WORK TO BE COMPLETED ->
Whenever a line of the listing contains the string "wiremock", return that line.

PROVIDED ENTRIES ->

//! HTTP-level tests for the OpenAI client against a local mock server.

use rag_tutor_core::types::RunStatus;
use rag_tutor_providers::openai::OpenAiClient;
use rag_tutor_providers::{
    Annotation, AssistantBackend, CompletionBackend, Credentials, MessageRole, RunRequest,
    SpeechBackend,
};
use serde_json::json;
use wiremock::matchers::{body_partial_json, header, method, path, query_param};
use wiremock::{Mock, MockServer, ResponseTemplate};

fn client(server: &MockServer) -> OpenAiClient {
    OpenAiClient::new(
        Some(&server.uri()),
        Credentials::ApiKey {
            api_key: "sk-test".into(),
        },
    )
}

#[tokio::test]
async fn test_chat_completion_sends_system_and_user_prompts() {
    let server = MockServer::start().await;
    Mock::given(method("POST"))
        .and(path("/v1/chat/completions"))
        .and(header("authorization", "Bearer sk-test"))
        .and(body_partial_json(json!({
            "model": "gpt-3.5-turbo",
            "messages": [
                {"role": "system", "content": "You are a helpful assistant."},
                {"role": "user", "content": "Summarize this."}
            ]
        })))
        .respond_with(ResponseTemplate::new(200).set_body_json(json!({
            "id": "chatcmpl-1",
            "choices": [{"index": 0, "message": {"role": "assistant", "content": "A summary."}}]
        })))
        .expect(1)
        .mount(&server)
        .await;

    let text = client(&server)
        .complete("gpt-3.5-turbo", "You are a helpful assistant.", "Summarize this.")
        .await
        .unwrap();
    assert_eq!(text, "A summary.");
}

#[tokio::test]
async fn test_error_status_includes_body() {
    let server = MockServer::start().await;
    Mock::given(method("POST"))
        .and(path("/v1/chat/completions"))
        .respond_with(ResponseTemplate::new(401).set_body_string("invalid api key"))
        .mount(&server)
        .await;

    let err = client(&server)
        .complete("gpt-3.5-turbo", "sys", "user")
        .await
        .unwrap_err();
    let message = err.to_string();
    assert!(message.contains("401"), "got: {message}");
    assert!(message.contains("invalid api key"), "got: {message}");
}

#[tokio::test]
async fn test_speech_returns_audio_bytes() {
    let server = MockServer::start().await;
    Mock::given(method("POST"))
        .and(path("/v1/audio/speech"))
        .and(body_partial_json(json!({"model": "tts-1", "voice": "alloy", "input": "Hello there"})))
        .respond_with(ResponseTemplate::new(200).set_body_bytes(vec![0xFF, 0xFB, 0x90, 0x00]))
        .expect(1)
        .mount(&server)
        .await;

    let audio = client(&server)
        .synthesize("tts-1", "alloy", "Hello there")
        .await
        .unwrap();
    assert_eq!(&audio[..], &[0xFF, 0xFB, 0x90, 0x00]);
}

#[tokio::test]
async fn test_assistant_thread_flow() {
    let server = MockServer::start().await;

    Mock::given(method("POST"))
        .and(path("/v1/threads"))
        .and(header("OpenAI-Beta", "assistants=v2"))
        .respond_with(ResponseTemplate::new(200).set_body_json(json!({"id": "thread_1", "object": "thread"})))
        .expect(1)
        .mount(&server)
        .await;

    Mock::given(method("POST"))
        .and(path("/v1/threads/thread_1/messages"))
        .and(body_partial_json(json!({"role": "user", "content": "What is RAG?"})))
        .respond_with(ResponseTemplate::new(200).set_body_json(json!({"id": "msg_u", "role": "user"})))
        .expect(1)
        .mount(&server)
        .await;

    Mock::given(method("POST"))
        .and(path("/v1/threads/thread_1/runs"))
        .and(body_partial_json(json!({
            "assistant_id": "asst_1",
            "tools": [{"type": "file_search"}]
        })))
        .respond_with(ResponseTemplate::new(200).set_body_json(json!({"id": "run_1", "status": "queued"})))
        .expect(1)
        .mount(&server)
        .await;

    Mock::given(method("GET"))
        .and(path("/v1/threads/thread_1/runs/run_1"))
        .respond_with(ResponseTemplate::new(200).set_body_json(json!({"id": "run_1", "status": "completed"})))
        .mount(&server)
        .await;

    Mock::given(method("GET"))
        .and(path("/v1/threads/thread_1/messages"))
        .and(query_param("order", "asc"))
        .respond_with(ResponseTemplate::new(200).set_body_json(json!({
            "object": "list",
            "data": [
                {"id": "msg_u", "role": "user", "content": [
                    {"type": "text", "text": {"value": "What is RAG?", "annotations": []}}
                ]},
                {"id": "msg_a", "role": "assistant", "content": [
                    {"type": "text", "text": {
                        "value": "Retrieval first【1†source】.",
                        "annotations": [{
                            "type": "file_citation",
                            "text": "【1†source】",
                            "file_citation": {"file_id": "file-1", "quote": "retrieve then generate"}
                        }]
                    }}
                ]}
            ]
        })))
        .mount(&server)
        .await;

    Mock::given(method("GET"))
        .and(path("/v1/files/file-1"))
        .respond_with(ResponseTemplate::new(200).set_body_json(json!({"id": "file-1", "filename": "rag_notes.pdf"})))
        .mount(&server)
        .await;

    let client = client(&server);
    let thread_id = client.create_thread().await.unwrap();
    assert_eq!(thread_id, "thread_1");

    client.add_user_message(&thread_id, "What is RAG?").await.unwrap();

    let run = client
        .create_run(
            &thread_id,
            &RunRequest {
                assistant_id: "asst_1".into(),
                instructions: "Be helpful.".into(),
                retrieval: true,
            },
        )
        .await
        .unwrap();
    assert_eq!(run.status, RunStatus::Queued);

    let run = client.retrieve_run(&thread_id, &run.id).await.unwrap();
    assert_eq!(run.status, RunStatus::Completed);

    let messages = client.list_messages(&thread_id).await.unwrap();
    assert_eq!(messages.len(), 2);
    assert_eq!(messages[0].role, MessageRole::User);
    assert_eq!(messages[1].role, MessageRole::Assistant);

    let text = messages[1].first_text().unwrap();
    match &text.annotations[0] {
        Annotation::FileCitation { file_id, quote, .. } => {
            assert_eq!(file_id, "file-1");
            assert_eq!(quote, "retrieve then generate");
        }
        other => panic!("expected file citation, got {other:?}"),
    }

    let file = client.retrieve_file("file-1").await.unwrap();
    assert_eq!(file.filename, "rag_notes.pdf");
}

#[tokio::test]
async fn test_failed_run_reports_last_error() {
    let server = MockServer::start().await;
    Mock::given(method("GET"))
        .and(path("/v1/threads/thread_1/runs/run_1"))
        .respond_with(ResponseTemplate::new(200).set_body_json(json!({
            "id": "run_1",
            "status": "failed",
            "last_error": {"code": "server_error", "message": "Something broke"}
        })))
        .mount(&server)
        .await;

    let run = client(&server).retrieve_run("thread_1", "run_1").await.unwrap();
    assert_eq!(run.status, RunStatus::Failed);
    assert_eq!(run.last_error.as_deref(), Some("server_error: Something broke"));
}
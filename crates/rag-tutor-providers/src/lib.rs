//! Backend abstraction.
//!
//! Three collaborators sit behind traits so the agent runtime can be driven by
//! real HTTP clients or by in-memory fakes:
//! - [`AssistantBackend`]: hosted assistant threads, runs, messages and files
//! - [`CompletionBackend`]: single-shot text completion
//! - [`SpeechBackend`]: text-to-speech synthesis

use async_trait::async_trait;
use bytes::Bytes;
use serde::{Deserialize, Serialize};

use rag_tutor_core::types::RunStatus;

pub mod assistants;
pub mod openai;

/// Credentials for authenticating with a backend.
#[derive(Debug, Clone, Serialize, Deserialize)]
#[serde(tag = "type")]
pub enum Credentials {
    #[serde(rename = "api_key")]
    ApiKey { api_key: String },
}

/// Parameters for starting a run on a thread.
#[derive(Debug, Clone, Serialize, Deserialize)]
pub struct RunRequest {
    pub assistant_id: String,
    pub instructions: String,
    /// Enable file-backed retrieval for this run.
    pub retrieval: bool,
}

/// Point-in-time view of a run.
#[derive(Debug, Clone, PartialEq, Eq, Serialize, Deserialize)]
pub struct RunSnapshot {
    pub id: String,
    pub status: RunStatus,
    /// Backend-provided reason when the run ended in failure.
    pub last_error: Option<String>,
}

/// Role of a message in a thread.
#[derive(Debug, Clone, Copy, PartialEq, Eq, Serialize, Deserialize)]
#[serde(rename_all = "snake_case")]
pub enum MessageRole {
    User,
    Assistant,
}

/// A message listed from a thread. Only text content is retained.
#[derive(Debug, Clone, PartialEq, Eq, Serialize, Deserialize)]
pub struct ThreadMessage {
    pub id: String,
    pub role: MessageRole,
    pub content: Vec<MessageText>,
}

impl ThreadMessage {
    /// First text block, which carries the answer and its annotations.
    pub fn first_text(&self) -> Option<&MessageText> {
        self.content.first()
    }
}

#[derive(Debug, Clone, PartialEq, Eq, Serialize, Deserialize)]
pub struct MessageText {
    pub value: String,
    pub annotations: Vec<Annotation>,
}

/// Citation metadata attached to a span of assistant text.
#[derive(Debug, Clone, PartialEq, Eq, Serialize, Deserialize)]
#[serde(tag = "kind", rename_all = "snake_case")]
pub enum Annotation {
    /// The span quotes a retrieved file.
    FileCitation {
        text: String,
        file_id: String,
        quote: String,
    },
    /// The span links to a generated file.
    FilePath { text: String, file_id: String },
    /// Any annotation kind this application does not interpret.
    Unknown { text: String },
}

impl Annotation {
    /// Literal substring of the message text this annotation marks.
    pub fn text(&self) -> &str {
        match self {
            Self::FileCitation { text, .. } | Self::FilePath { text, .. } | Self::Unknown { text } => {
                text
            }
        }
    }
}

/// Stored file metadata.
#[derive(Debug, Clone, PartialEq, Eq, Serialize, Deserialize)]
pub struct FileInfo {
    pub id: String,
    pub filename: String,
}

/// Hosted assistant with file-backed retrieval.
#[async_trait]
pub trait AssistantBackend: Send + Sync {
    /// Create a fresh session context (thread) and return its id.
    async fn create_thread(&self) -> anyhow::Result<String>;

    /// Attach user input text to a thread.
    async fn add_user_message(&self, thread_id: &str, text: &str) -> anyhow::Result<()>;

    /// Start a processing run on a thread.
    async fn create_run(&self, thread_id: &str, request: &RunRequest) -> anyhow::Result<RunSnapshot>;

    /// Fetch the current status of a run.
    async fn retrieve_run(&self, thread_id: &str, run_id: &str) -> anyhow::Result<RunSnapshot>;

    /// List messages of a thread, oldest first.
    async fn list_messages(&self, thread_id: &str) -> anyhow::Result<Vec<ThreadMessage>>;

    /// Look up stored file metadata by id.
    async fn retrieve_file(&self, file_id: &str) -> anyhow::Result<FileInfo>;
}

/// Single-shot text completion.
#[async_trait]
pub trait CompletionBackend: Send + Sync {
    async fn complete(&self, model: &str, system_prompt: &str, user_prompt: &str) -> anyhow::Result<String>;
}

/// Text-to-speech synthesis.
#[async_trait]
pub trait SpeechBackend: Send + Sync {
    async fn synthesize(&self, model: &str, voice: &str, text: &str) -> anyhow::Result<Bytes>;
}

RESPONSE TO THE TASK ->
use wiremock::matchers::{body_partial_json, header, method, path, query_param};
use wiremock::{Mock, MockServer, ResponseTemplate};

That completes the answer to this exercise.